The lines from the start of the data up to and including the one with "pub const REPL_ID_LENGTH: usize = 40;" should be returned exactly, and nothing else.
———
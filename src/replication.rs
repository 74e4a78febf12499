//! Primary/replica role and the primary's list of attached replicas.

use std::collections::HashMap;

use bytes::Bytes;
use rand::{Rng, distributions::Alphanumeric};
use tokio::sync::mpsc::UnboundedSender;
use tracing::{debug, info, warn};

use crate::{resp::RespValue, state::ClientId};

pub const REPL_ID_LENGTH: usize = 40;

#[derive(Debug, Clone, PartialEq, Eq)]
pub enum RedisRole {
    Master,
    Replica { host: String, port: u16 },
}

impl RedisRole {
    pub fn as_string(&self) -> &'static str {
        match self {
            RedisRole::Master => "master",
            RedisRole::Replica { .. } => "slave",
        }
    }

    pub fn is_replica(&self) -> bool {
        matches!(self, RedisRole::Replica { .. })
    }
}

/// A connection that announced itself as a replica.
#[derive(Debug)]
pub struct ReplicaHandle {
    pub outbound: UnboundedSender<Bytes>,
    pub listening_port: Option<u16>,
    pub ack_offset: u64,
    /// Set once the full resync has been sent; only synced replicas receive
    /// propagated writes.
    pub synced: bool,
}

#[derive(Debug)]
pub struct ReplicationState {
    pub role: RedisRole,
    pub repl_id: String,
    pub repl_offset: u64,
    replicas: HashMap<ClientId, ReplicaHandle>,
}

impl ReplicationState {
    pub fn new(role: RedisRole) -> Self {
        ReplicationState {
            role,
            repl_id: generate_repl_id(),
            repl_offset: 0,
            replicas: HashMap::new(),
        }
    }

    /// Records a `REPLCONF listening-port`. Re-registering only updates the
    /// port.
    pub fn register_replica(
        &mut self,
        client_id: ClientId,
        outbound: UnboundedSender<Bytes>,
        listening_port: u16,
    ) {
        self.replicas
            .entry(client_id)
            .and_modify(|replica| replica.listening_port = Some(listening_port))
            .or_insert_with(|| {
                info!(client = client_id, listening_port, "replica registered");

                ReplicaHandle {
                    outbound,
                    listening_port: Some(listening_port),
                    ack_offset: 0,
                    synced: false,
                }
            });
    }

    /// Marks `client_id` as a fan-out target after PSYNC, registering it if it
    /// skipped `REPLCONF listening-port`.
    pub fn mark_synced(&mut self, client_id: ClientId, outbound: UnboundedSender<Bytes>) {
        let replica = self
            .replicas
            .entry(client_id)
            .or_insert_with(|| ReplicaHandle {
                outbound,
                listening_port: None,
                ack_offset: 0,
                synced: false,
            });

        replica.synced = true;

        info!(client = client_id, "replica synchronised");
    }

    pub fn record_ack(&mut self, client_id: ClientId, offset: u64) {
        match self.replicas.get_mut(&client_id) {
            Some(replica) => {
                replica.ack_offset = offset;
                debug!(client = client_id, offset, "replica acknowledged offset");
            }
            None => debug!(client = client_id, "ACK from a connection that is not a replica"),
        }
    }

    pub fn remove_replica(&mut self, client_id: ClientId) {
        if self.replicas.remove(&client_id).is_some() {
            info!(client = client_id, "replica detached");
        }
    }

    pub fn replica(&self, client_id: ClientId) -> Option<&ReplicaHandle> {
        self.replicas.get(&client_id)
    }

    pub fn synced_replica_count(&self) -> usize {
        self.replicas.values().filter(|replica| replica.synced).count()
    }

    /// Sends the request-array encoding of `frame` to every synced replica
    /// and advances the replication offset by its length. Replicas whose
    /// channel is closed are dropped.
    pub fn propagate(&mut self, frame: &[Bytes]) {
        let encoded = RespValue::from_frame(frame).encode();

        self.replicas.retain(|client_id, replica| {
            if !replica.synced {
                return true;
            }

            let delivered = replica.outbound.send(encoded.clone()).is_ok();

            if !delivered {
                warn!(client = *client_id, "dropping replica after failed write");
            }

            delivered
        });

        self.repl_offset += encoded.len() as u64;
    }
}

/// Generates a 40 character alphanumeric replication id.
pub fn generate_repl_id() -> String {
    rand::thread_rng()
        .sample_iter(&Alphanumeric)
        .take(REPL_ID_LENGTH)
        .map(char::from)
        .collect()
}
———
Answer to this exercise:
filename src/replication.rs
repository 74e4a78febf12499
//! Primary/replica role and the primary's list of attached replicas.

use std::collections::HashMap;

use bytes::Bytes;
use rand::{Rng, distributions::Alphanumeric};
use tokio::sync::mpsc::UnboundedSender;
use tracing::{debug, info, warn};

use crate::{resp::RespValue, state::ClientId};

pub const REPL_ID_LENGTH: usize = 40;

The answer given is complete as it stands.